→ **Task details**:
Copy precisely the first line of the material below and every later line, stopping with the line that contains "impl fmt::Display for".
[Raw data Boundary: Start]
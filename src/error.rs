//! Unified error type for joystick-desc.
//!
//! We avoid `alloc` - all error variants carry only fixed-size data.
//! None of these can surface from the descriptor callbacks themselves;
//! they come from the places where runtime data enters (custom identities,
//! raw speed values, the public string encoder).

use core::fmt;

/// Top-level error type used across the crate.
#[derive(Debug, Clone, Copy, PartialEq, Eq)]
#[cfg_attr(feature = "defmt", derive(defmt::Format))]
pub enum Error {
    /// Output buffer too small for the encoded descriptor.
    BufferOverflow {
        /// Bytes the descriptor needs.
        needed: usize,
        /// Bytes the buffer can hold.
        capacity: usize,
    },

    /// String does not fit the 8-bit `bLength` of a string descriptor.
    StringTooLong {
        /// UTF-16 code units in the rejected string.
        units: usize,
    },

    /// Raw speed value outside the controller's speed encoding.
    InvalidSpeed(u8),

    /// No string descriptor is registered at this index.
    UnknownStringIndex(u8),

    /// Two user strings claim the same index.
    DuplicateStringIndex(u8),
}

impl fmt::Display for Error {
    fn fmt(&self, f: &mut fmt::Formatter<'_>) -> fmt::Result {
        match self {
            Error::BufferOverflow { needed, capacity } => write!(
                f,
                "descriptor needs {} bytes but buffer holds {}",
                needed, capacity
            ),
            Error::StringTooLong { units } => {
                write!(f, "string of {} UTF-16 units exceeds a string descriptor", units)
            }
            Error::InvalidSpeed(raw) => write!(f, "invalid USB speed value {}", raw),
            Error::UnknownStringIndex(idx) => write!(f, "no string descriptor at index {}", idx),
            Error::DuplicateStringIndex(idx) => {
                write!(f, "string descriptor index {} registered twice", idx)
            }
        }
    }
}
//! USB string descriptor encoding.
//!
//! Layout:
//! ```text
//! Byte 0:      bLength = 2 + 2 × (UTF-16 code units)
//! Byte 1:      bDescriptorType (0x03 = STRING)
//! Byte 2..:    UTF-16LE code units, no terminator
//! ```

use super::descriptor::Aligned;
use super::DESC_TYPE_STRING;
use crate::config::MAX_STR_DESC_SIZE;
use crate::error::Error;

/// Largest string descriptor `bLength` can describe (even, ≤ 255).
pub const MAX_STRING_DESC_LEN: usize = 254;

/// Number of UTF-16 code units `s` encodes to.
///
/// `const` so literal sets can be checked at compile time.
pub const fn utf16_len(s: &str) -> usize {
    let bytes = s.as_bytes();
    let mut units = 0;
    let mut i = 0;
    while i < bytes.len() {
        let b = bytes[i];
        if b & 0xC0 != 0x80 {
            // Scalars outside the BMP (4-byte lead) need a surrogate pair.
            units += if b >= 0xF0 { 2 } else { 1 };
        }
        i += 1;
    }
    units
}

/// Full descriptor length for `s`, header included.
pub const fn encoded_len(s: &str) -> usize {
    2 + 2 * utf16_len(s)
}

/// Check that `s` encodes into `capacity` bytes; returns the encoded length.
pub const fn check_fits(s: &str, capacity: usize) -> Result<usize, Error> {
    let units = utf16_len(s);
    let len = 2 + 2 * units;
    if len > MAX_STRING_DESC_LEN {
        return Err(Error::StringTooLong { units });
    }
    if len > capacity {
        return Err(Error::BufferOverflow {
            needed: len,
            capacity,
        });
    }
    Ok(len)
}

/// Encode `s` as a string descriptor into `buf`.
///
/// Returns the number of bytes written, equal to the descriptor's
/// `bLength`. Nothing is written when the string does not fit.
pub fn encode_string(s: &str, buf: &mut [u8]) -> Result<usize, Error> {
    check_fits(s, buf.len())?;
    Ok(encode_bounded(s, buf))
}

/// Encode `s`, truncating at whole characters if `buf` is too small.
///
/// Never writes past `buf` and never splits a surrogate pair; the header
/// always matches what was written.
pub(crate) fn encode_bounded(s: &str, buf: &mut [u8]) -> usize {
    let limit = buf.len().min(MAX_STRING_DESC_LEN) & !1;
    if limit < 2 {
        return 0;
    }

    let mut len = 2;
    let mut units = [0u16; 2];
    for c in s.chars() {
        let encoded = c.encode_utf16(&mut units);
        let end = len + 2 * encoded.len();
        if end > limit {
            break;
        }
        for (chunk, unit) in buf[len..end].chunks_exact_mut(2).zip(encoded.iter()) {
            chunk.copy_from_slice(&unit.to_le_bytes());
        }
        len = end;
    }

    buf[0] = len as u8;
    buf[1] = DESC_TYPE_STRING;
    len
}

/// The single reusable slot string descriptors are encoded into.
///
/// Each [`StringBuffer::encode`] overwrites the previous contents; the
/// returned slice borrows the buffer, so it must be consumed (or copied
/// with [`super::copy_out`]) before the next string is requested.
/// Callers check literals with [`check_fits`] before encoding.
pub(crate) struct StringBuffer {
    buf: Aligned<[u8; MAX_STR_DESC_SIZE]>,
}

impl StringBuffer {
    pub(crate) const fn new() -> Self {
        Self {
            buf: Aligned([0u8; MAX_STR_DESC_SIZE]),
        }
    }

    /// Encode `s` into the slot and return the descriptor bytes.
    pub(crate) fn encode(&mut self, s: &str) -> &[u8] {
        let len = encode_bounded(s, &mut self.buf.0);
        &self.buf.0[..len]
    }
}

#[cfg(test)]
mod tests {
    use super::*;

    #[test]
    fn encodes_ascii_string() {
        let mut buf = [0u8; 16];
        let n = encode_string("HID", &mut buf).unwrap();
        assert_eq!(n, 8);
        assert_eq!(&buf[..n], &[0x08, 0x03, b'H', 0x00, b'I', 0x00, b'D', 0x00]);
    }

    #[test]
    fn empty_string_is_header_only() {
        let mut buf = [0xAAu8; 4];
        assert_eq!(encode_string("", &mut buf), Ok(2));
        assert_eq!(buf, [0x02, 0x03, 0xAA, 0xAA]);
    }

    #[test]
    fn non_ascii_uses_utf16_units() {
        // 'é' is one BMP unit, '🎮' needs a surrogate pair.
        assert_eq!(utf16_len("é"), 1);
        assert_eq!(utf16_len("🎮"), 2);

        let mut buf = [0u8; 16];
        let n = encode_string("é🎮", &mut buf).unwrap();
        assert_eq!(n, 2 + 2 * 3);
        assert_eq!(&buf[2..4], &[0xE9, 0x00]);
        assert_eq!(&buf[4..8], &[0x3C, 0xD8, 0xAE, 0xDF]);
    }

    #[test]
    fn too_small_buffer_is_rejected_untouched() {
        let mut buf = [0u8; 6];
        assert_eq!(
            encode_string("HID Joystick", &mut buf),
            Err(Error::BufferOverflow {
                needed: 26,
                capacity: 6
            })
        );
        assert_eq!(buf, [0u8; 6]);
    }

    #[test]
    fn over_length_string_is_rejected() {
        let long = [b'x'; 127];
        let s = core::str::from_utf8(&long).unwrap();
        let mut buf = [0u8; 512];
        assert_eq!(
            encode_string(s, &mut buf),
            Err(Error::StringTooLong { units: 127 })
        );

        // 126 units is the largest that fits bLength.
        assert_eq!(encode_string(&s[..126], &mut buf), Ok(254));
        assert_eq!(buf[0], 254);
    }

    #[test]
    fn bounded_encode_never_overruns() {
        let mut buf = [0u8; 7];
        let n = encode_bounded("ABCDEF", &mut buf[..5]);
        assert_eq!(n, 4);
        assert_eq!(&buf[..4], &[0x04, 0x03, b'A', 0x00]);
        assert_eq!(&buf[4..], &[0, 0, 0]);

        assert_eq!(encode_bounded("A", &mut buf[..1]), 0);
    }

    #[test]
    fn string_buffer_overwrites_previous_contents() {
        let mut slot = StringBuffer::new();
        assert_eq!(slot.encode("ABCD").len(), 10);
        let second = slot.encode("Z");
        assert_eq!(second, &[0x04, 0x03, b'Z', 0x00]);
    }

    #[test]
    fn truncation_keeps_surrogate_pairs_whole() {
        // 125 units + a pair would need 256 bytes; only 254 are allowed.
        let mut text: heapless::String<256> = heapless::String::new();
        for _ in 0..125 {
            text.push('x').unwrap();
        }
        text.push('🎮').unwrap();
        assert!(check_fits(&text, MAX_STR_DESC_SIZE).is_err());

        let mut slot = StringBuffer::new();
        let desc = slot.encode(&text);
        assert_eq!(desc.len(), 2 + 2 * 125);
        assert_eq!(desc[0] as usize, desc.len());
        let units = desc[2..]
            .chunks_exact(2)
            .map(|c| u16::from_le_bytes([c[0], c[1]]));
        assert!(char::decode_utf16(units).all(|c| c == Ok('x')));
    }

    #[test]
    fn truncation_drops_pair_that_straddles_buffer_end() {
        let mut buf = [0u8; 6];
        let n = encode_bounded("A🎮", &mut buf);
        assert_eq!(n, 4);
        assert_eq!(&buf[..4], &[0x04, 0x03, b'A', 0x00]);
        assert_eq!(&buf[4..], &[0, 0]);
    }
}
[Raw data Boundary: End]
→ **Your response**:
filename src/error.rs
//! Unified error type for joystick-desc.
//!
//! We avoid `alloc` - all error variants carry only fixed-size data.
//! None of these can surface from the descriptor callbacks themselves;
//! they come from the places where runtime data enters (custom identities,
//! raw speed values, the public string encoder).

use core::fmt;

/// Top-level error type used across the crate.
#[derive(Debug, Clone, Copy, PartialEq, Eq)]
#[cfg_attr(feature = "defmt", derive(defmt::Format))]
pub enum Error {
    /// Output buffer too small for the encoded descriptor.
    BufferOverflow {
        /// Bytes the descriptor needs.
        needed: usize,
        /// Bytes the buffer can hold.
        capacity: usize,
    },

    /// String does not fit the 8-bit `bLength` of a string descriptor.
    StringTooLong {
        /// UTF-16 code units in the rejected string.
        units: usize,
    },

    /// Raw speed value outside the controller's speed encoding.
    InvalidSpeed(u8),

    /// No string descriptor is registered at this index.
    UnknownStringIndex(u8),

    /// Two user strings claim the same index.
    DuplicateStringIndex(u8),
}

impl fmt::Display for Error {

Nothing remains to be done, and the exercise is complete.